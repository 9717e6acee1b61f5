//! Event dispatch surface.
//!
//! Client and server expose the same five signal kinds. Callers register
//! handlers per kind on an [`EventHub`]; handlers run synchronously on the
//! task that completed the I/O, in subscription order.
//!
//! # Signal Kinds
//!
//! | Kind | Client event | Server event |
//! |------|--------------|--------------|
//! | [`EventKind::Connected`] | [`ClientEvent::Connected`] | [`ServerEvent::ClientConnected`] |
//! | [`EventKind::Disconnected`] | [`ClientEvent::Disconnected`] | [`ServerEvent::ClientDisconnected`] |
//! | [`EventKind::DataReceived`] | [`ClientEvent::DataReceived`] | [`ServerEvent::DataReceived`] |
//! | [`EventKind::DataSent`] | [`ClientEvent::DataSent`] | [`ServerEvent::DataSent`] |
//! | [`EventKind::Error`] | [`ClientEvent::Error`] | [`ServerEvent::Error`] |

// ============================================================================
// Imports
// ============================================================================

use std::fmt;

// ============================================================================
// Submodules
// ============================================================================

/// Events emitted by [`crate::TcpClient`].
pub mod client;

/// Listener list with per-kind subscriptions.
pub mod hub;

/// Events emitted by [`crate::TcpServer`].
pub mod server;

// ============================================================================
// Re-exports
// ============================================================================

pub use client::ClientEvent;
pub use hub::{EventHub, Handler};
pub use server::ServerEvent;

// ============================================================================
// EventKind
// ============================================================================

/// The five observable signal kinds.
#[derive(Debug, Clone, Copy, PartialEq, Eq, Hash)]
pub enum EventKind {
    /// A connection was established.
    Connected,
    /// A connection ended.
    Disconnected,
    /// Bytes were read from a connection.
    DataReceived,
    /// A write completed.
    DataSent,
    /// An operation failed.
    Error,
}

impl fmt::Display for EventKind {
    fn fmt(&self, f: &mut fmt::Formatter<'_>) -> fmt::Result {
        let name = match self {
            Self::Connected => "connected",
            Self::Disconnected => "disconnected",
            Self::DataReceived => "data_received",
            Self::DataSent => "data_sent",
            Self::Error => "error",
        };
        f.write_str(name)
    }
}

// ============================================================================
// Phase
// ============================================================================

/// The socket operation an event or error belongs to.
#[derive(Debug, Clone, Copy, PartialEq, Eq, Hash)]
pub enum Phase {
    /// Establishing an outbound connection.
    Connect,
    /// Writing to a connection.
    Send,
    /// Reading from a connection.
    Receive,
    /// Explicit close by the local side.
    Close,
    /// Accepting on the listening socket.
    Accept,
}

impl fmt::Display for Phase {
    fn fmt(&self, f: &mut fmt::Formatter<'_>) -> fmt::Result {
        let name = match self {
            Self::Connect => "connect",
            Self::Send => "send",
            Self::Receive => "receive",
            Self::Close => "close",
            Self::Accept => "accept",
        };
        f.write_str(name)
    }
}

// ============================================================================
// Event
// ============================================================================

/// An event that can be routed by kind.
pub trait Event: Send + Sync + 'static {
    /// Returns the signal kind of this event.
    fn kind(&self) -> EventKind;
}
impl LinkHandler for ServerLink {
    fn on_data(&self, link: &Link, data: Bytes) {
        if let Some(inner) = self.inner.upgrade() {
            trace!(key = %link.key(), len = data.len(), "Client data");
            inner.events.emit(&ServerEvent::DataReceived {
                key: link.key().clone(),
                data,
            });
        }
    }

    fn on_sent(&self, link: &Link, correlation_id: Option<CorrelationId>, len: usize) {
        if let Some(inner) = self.inner.upgrade() {
            inner.events.emit(&ServerEvent::DataSent {
                key: link.key().clone(),
                correlation_id,
                len,
            });
        }
    }

    fn on_receive_failed(&self, link: &Link, error: Error) {
        if let Some(inner) = self.inner.upgrade() {
            inner.report(Some(link.key().clone()), Phase::Receive, error);
        }
    }

    fn on_disconnected(&self, link: &Link, _correlation_id: Option<CorrelationId>, _phase: Phase) {
        let Some(inner) = self.inner.upgrade() else {
            return;
        };

        inner.registry.remove_if(link.key(), |c| c.owns(link));

        info!(key = %link.key(), "Client disconnected");
        inner.events.emit(&ServerEvent::ClientDisconnected {
            key: link.key().clone(),
            ip: link.peer().ip(),
            port: link.peer().port(),
        });
    }
}

// ============================================================================
// Tests
// ============================================================================

#[cfg(test)]
mod tests {
    use super::*;

    use tokio::sync::mpsc;
    use tokio::time::timeout;

    use crate::client::TcpClient;
    use crate::events::ClientEvent;

    const WAIT: Duration = Duration::from_secs(5);

    fn collect(server: &TcpServer, kind: EventKind) -> mpsc::UnboundedReceiver<ServerEvent> {
        let (tx, rx) = mpsc::unbounded_channel();
        server.subscribe(kind, move |event| {
            let _ = tx.send(event.clone());
        });
        rx
    }

    async fn next<E>(rx: &mut mpsc::UnboundedReceiver<E>) -> E {
        timeout(WAIT, rx.recv())
            .await
            .expect("event within timeout")
            .expect("channel open")
    }

    async fn started_server() -> (TcpServer, SocketAddr) {
        let server = TcpServer::with_options(
            ServerOptions::new()
                .with_receive_throttle(Duration::ZERO)
                .with_receive_buffer_size(64 * 1024),
        )
        .expect("valid options");
        let local = server.start_local(0).await.expect("start");
        (server, local)
    }

    async fn connected_client(local: SocketAddr) -> TcpClient {
        let client = TcpClient::builder("127.0.0.1", local.port())
            .receive_buffer_size(64 * 1024)
            .build()
            .expect("valid client");
        client.connect(None).await.expect("connect");
        client
    }

    async fn accepted_key(rx: &mut mpsc::UnboundedReceiver<ServerEvent>) -> ConnectionKey {
        match next(rx).await {
            ServerEvent::ClientConnected { key, .. } => key,
            other => panic!("unexpected event: {other:?}"),
        }
    }

    async fn received_text(
        rx: &mut mpsc::UnboundedReceiver<ServerEvent>,
        expected_len: usize,
    ) -> String {
        let mut data = Vec::new();
        while data.len() < expected_len {
            if let ServerEvent::DataReceived { data: chunk, .. } = next(rx).await {
                data.extend_from_slice(&chunk);
            }
        }
        String::from_utf8(data).expect("utf-8")
    }

    #[tokio::test]
    async fn test_receives_hello_world() {
        let server = TcpServer::new();
        let local = server.start_local(0).await.expect("start");
        let mut received = collect(&server, EventKind::DataReceived);

        let client = connected_client(local).await;
        client.send_text("Hello world!", None).await.expect("send");

        assert_eq!(received_text(&mut received, 12).await, "Hello world!");
        client.close();
        server.close();
    }

    #[tokio::test]
    async fn test_sends_arrive_in_order() {
        let (server, local) = started_server().await;
        let mut received = collect(&server, EventKind::DataReceived);
        let client = connected_client(local).await;

        let mut expected = String::new();
        for i in 0..100 {
            let message = format!("msg-{i};");
            client.send_text(&message, None).await.expect("send");
            expected.push_str(&message);
        }

        assert_eq!(received_text(&mut received, expected.len()).await, expected);
        server.close();
    }

    #[tokio::test]
    async fn test_client_disconnect_removes_entry() {
        let (server, local) = started_server().await;
        let mut connected = collect(&server, EventKind::Connected);
        let mut disconnected = collect(&server, EventKind::Disconnected);

        let client = connected_client(local).await;
        let key = accepted_key(&mut connected).await;
        assert!(server.contains(&key));

        client.close();

        match next(&mut disconnected).await {
            ServerEvent::ClientDisconnected { key: k, port, .. } => {
                assert_eq!(k, key);
                assert_eq!(Some(port), key.socket_addr().map(|a| a.port()));
            }
            other => panic!("unexpected event: {other:?}"),
        }
        assert!(!server.contains(&key));
        assert!(
            timeout(Duration::from_millis(200), disconnected.recv())
                .await
                .is_err()
        );
    }

    #[tokio::test]
    async fn test_two_clients_are_isolated() {
        let (server, local) = started_server().await;
        let mut connected = collect(&server, EventKind::Connected);

        let first = connected_client(local).await;
        let first_key = accepted_key(&mut connected).await;
        let second = connected_client(local).await;
        let second_key = accepted_key(&mut connected).await;

        assert_ne!(first_key, second_key);
        assert_eq!(server.connection_count(), 2);

        let (first_tx, mut first_rx) = mpsc::unbounded_channel();
        first.subscribe(EventKind::DataReceived, move |event| {
            if let ClientEvent::DataReceived { data, .. } = event {
                let _ = first_tx.send(data.clone());
            }
        });
        let (second_tx, mut second_rx) = mpsc::unbounded_channel();
        second.subscribe(EventKind::DataReceived, move |event| {
            if let ClientEvent::DataReceived { data, .. } = event {
                let _ = second_tx.send(data.clone());
            }
        });

        server
            .send_text(&first_key, "only-first", None)
            .await
            .expect("send");

        let mut data = Vec::new();
        while data.len() < 10 {
            data.extend_from_slice(&next(&mut first_rx).await);
        }
        assert_eq!(data, b"only-first");
        assert!(
            timeout(Duration::from_millis(200), second_rx.recv())
                .await
                .is_err()
        );

        server.close();
    }

    #[tokio::test]
    async fn test_close_client_is_idempotent() {
        let (server, local) = started_server().await;
        let mut connected = collect(&server, EventKind::Connected);
        let mut disconnected = collect(&server, EventKind::Disconnected);

        let _client = connected_client(local).await;
        let key = accepted_key(&mut connected).await;

        assert!(server.close_client(&key));
        assert!(!server.close_client(&key));

        next(&mut disconnected).await;
        assert!(
            timeout(Duration::from_millis(200), disconnected.recv())
                .await
                .is_err()
        );
        assert_eq!(server.connection_count(), 0);
    }

    #[tokio::test]
    async fn test_send_unknown_key() {
        let (server, _) = started_server().await;

        let err = server
            .send_text("10.0.0.1:1", "nobody", None)
            .await
            .unwrap_err();
        assert!(matches!(err, Error::ConnectionNotFound { .. }));
    }

    #[tokio::test]
    async fn test_send_unknown_key_with_error_subscriber() {
        let (server, local) = started_server().await;
        let mut errors = collect(&server, EventKind::Error);

        server
            .send_text("10.0.0.1:1", "nobody", None)
            .await
            .expect("failure delivered as event");

        match next(&mut errors).await {
            ServerEvent::Error {
                listener,
                key,
                phase,
                error,
            } => {
                assert_eq!(listener, Some(local));
                assert_eq!(key, Some(ConnectionKey::from("10.0.0.1:1")));
                assert_eq!(phase, Phase::Send);
                assert!(matches!(error, Error::ConnectionNotFound { .. }));
            }
            other => panic!("unexpected event: {other:?}"),
        }
    }

    #[tokio::test]
    async fn test_error_handler_may_call_back_into_server() {
        let (server, local) = started_server().await;
        let (tx, mut rx) = mpsc::unbounded_channel();
        let handle = server.clone();
        server.subscribe(EventKind::Error, move |_| {
            let _ = tx.send((handle.local_addr(), format!("{handle:?}")));
        });

        timeout(WAIT, server.send_text("10.0.0.1:1", "x", None))
            .await
            .expect("send returns")
            .expect("failure delivered as event");

        let (seen_addr, debug) = next(&mut rx).await;
        assert_eq!(seen_addr, Some(local));
        assert!(debug.contains("TcpServer"));
        server.close();
    }

    #[tokio::test(flavor = "multi_thread", worker_threads = 2)]
    async fn test_echo_large_payload_both_directions() {
        const LEN: usize = 8 * 1024 * 1024;

        let (server, local) = started_server().await;
        let (echo_tx, mut echo_rx) = mpsc::unbounded_channel();
        server.subscribe(EventKind::DataReceived, move |event| {
            if let ServerEvent::DataReceived { key, data } = event {
                let _ = echo_tx.send((key.clone(), data.clone()));
            }
        });
        let echo_server = server.clone();
        tokio::spawn(async move {
            while let Some((key, data)) = echo_rx.recv().await {
                if echo_server.send(&key, data, None).await.is_err() {
                    break;
                }
            }
        });

        let client = connected_client(local).await;
        let (back_tx, mut back_rx) = mpsc::unbounded_channel();
        client.subscribe(EventKind::DataReceived, move |event| {
            if let ClientEvent::DataReceived { data, .. } = event {
                let _ = back_tx.send(data.len());
            }
        });

        timeout(WAIT, client.send(vec![7u8; LEN], None))
            .await
            .expect("send completes while echoes arrive")
            .expect("send");

        let mut echoed = 0;
        while echoed < LEN {
            echoed += next(&mut back_rx).await;
        }
        assert_eq!(echoed, LEN);

        client.close();
        server.close();
    }

    #[tokio::test]
    async fn test_receive_throttle_spaces_reads() {
        const THROTTLE: Duration = Duration::from_millis(100);

        let server = TcpServer::with_options(
            ServerOptions::new()
                .with_receive_throttle(THROTTLE)
                .with_receive_buffer_size(4),
        )
        .expect("valid options");
        let local = server.start_local(0).await.expect("start");

        let (tx, mut rx) = mpsc::unbounded_channel();
        server.subscribe(EventKind::DataReceived, move |event| {
            if let ServerEvent::DataReceived { data, .. } = event {
                let _ = tx.send((std::time::Instant::now(), data.clone()));
            }
        });

        let client = connected_client(local).await;
        client.send_text("Hello world!", None).await.expect("send");

        let mut reads = Vec::new();
        let mut data = Vec::new();
        while data.len() < 12 {
            let (at, chunk) = next(&mut rx).await;
            assert!(chunk.len() <= 4);
            data.extend_from_slice(&chunk);
            reads.push(at);
        }

        assert_eq!(data, b"Hello world!");
        assert!(reads.len() >= 3);
        for pair in reads.windows(2) {
            assert!(pair[1] - pair[0] >= THROTTLE - Duration::from_millis(5));
        }
        server.close();
    }

    #[tokio::test]
    async fn test_close_drops_clients_silently() {
        let (server, local) = started_server().await;
        let mut connected = collect(&server, EventKind::Connected);
        let mut disconnected = collect(&server, EventKind::Disconnected);

        let client = connected_client(local).await;
        accepted_key(&mut connected).await;

        let mut client_disconnected = {
            let (tx, rx) = mpsc::unbounded_channel();
            client.subscribe(EventKind::Disconnected, move |event| {
                let _ = tx.send(event.clone());
            });
            rx
        };

        server.close();
        assert!(!server.is_started());
        assert_eq!(server.connection_count(), 0);
        assert_eq!(server.local_addr(), None);

        match next(&mut client_disconnected).await {
            ClientEvent::Disconnected { phase, .. } => assert_eq!(phase, Phase::Receive),
            other => panic!("unexpected event: {other:?}"),
        }
        assert!(disconnected.try_recv().is_err());
    }

    #[tokio::test]
    async fn test_start_twice_fails() {
        let (server, _) = started_server().await;

        let err = server.start_local(0).await.unwrap_err();
        assert!(matches!(err, Error::InvalidState { .. }));
        assert!(server.is_started());
    }

    #[tokio::test]
    async fn test_bind_conflict_reports_listener_failure() {
        let (_first, local) = started_server().await;
        let second = TcpServer::new();

        let err = second.start_local(local.port()).await.unwrap_err();
        assert!(matches!(err, Error::ListenerFailed { .. }));
        assert!(!second.is_started());
    }

    #[tokio::test]
    async fn test_invalid_ip() {
        let err = TcpServer::new().start("not-an-ip", 0).await.unwrap_err();
        assert!(matches!(err, Error::InvalidAddress { .. }));
    }
}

******

Activity
All that is needed is the exact run of lines above from the line containing "pub enum Phase" through the line containing "impl fmt::Display for Phase", both of them included.

Response to this exercise
pub enum Phase {
    /// Establishing an outbound connection.
    Connect,
    /// Writing to a connection.
    Send,
    /// Reading from a connection.
    Receive,
    /// Explicit close by the local side.
    Close,
    /// Accepting on the listening socket.
    Accept,
}

impl fmt::Display for Phase {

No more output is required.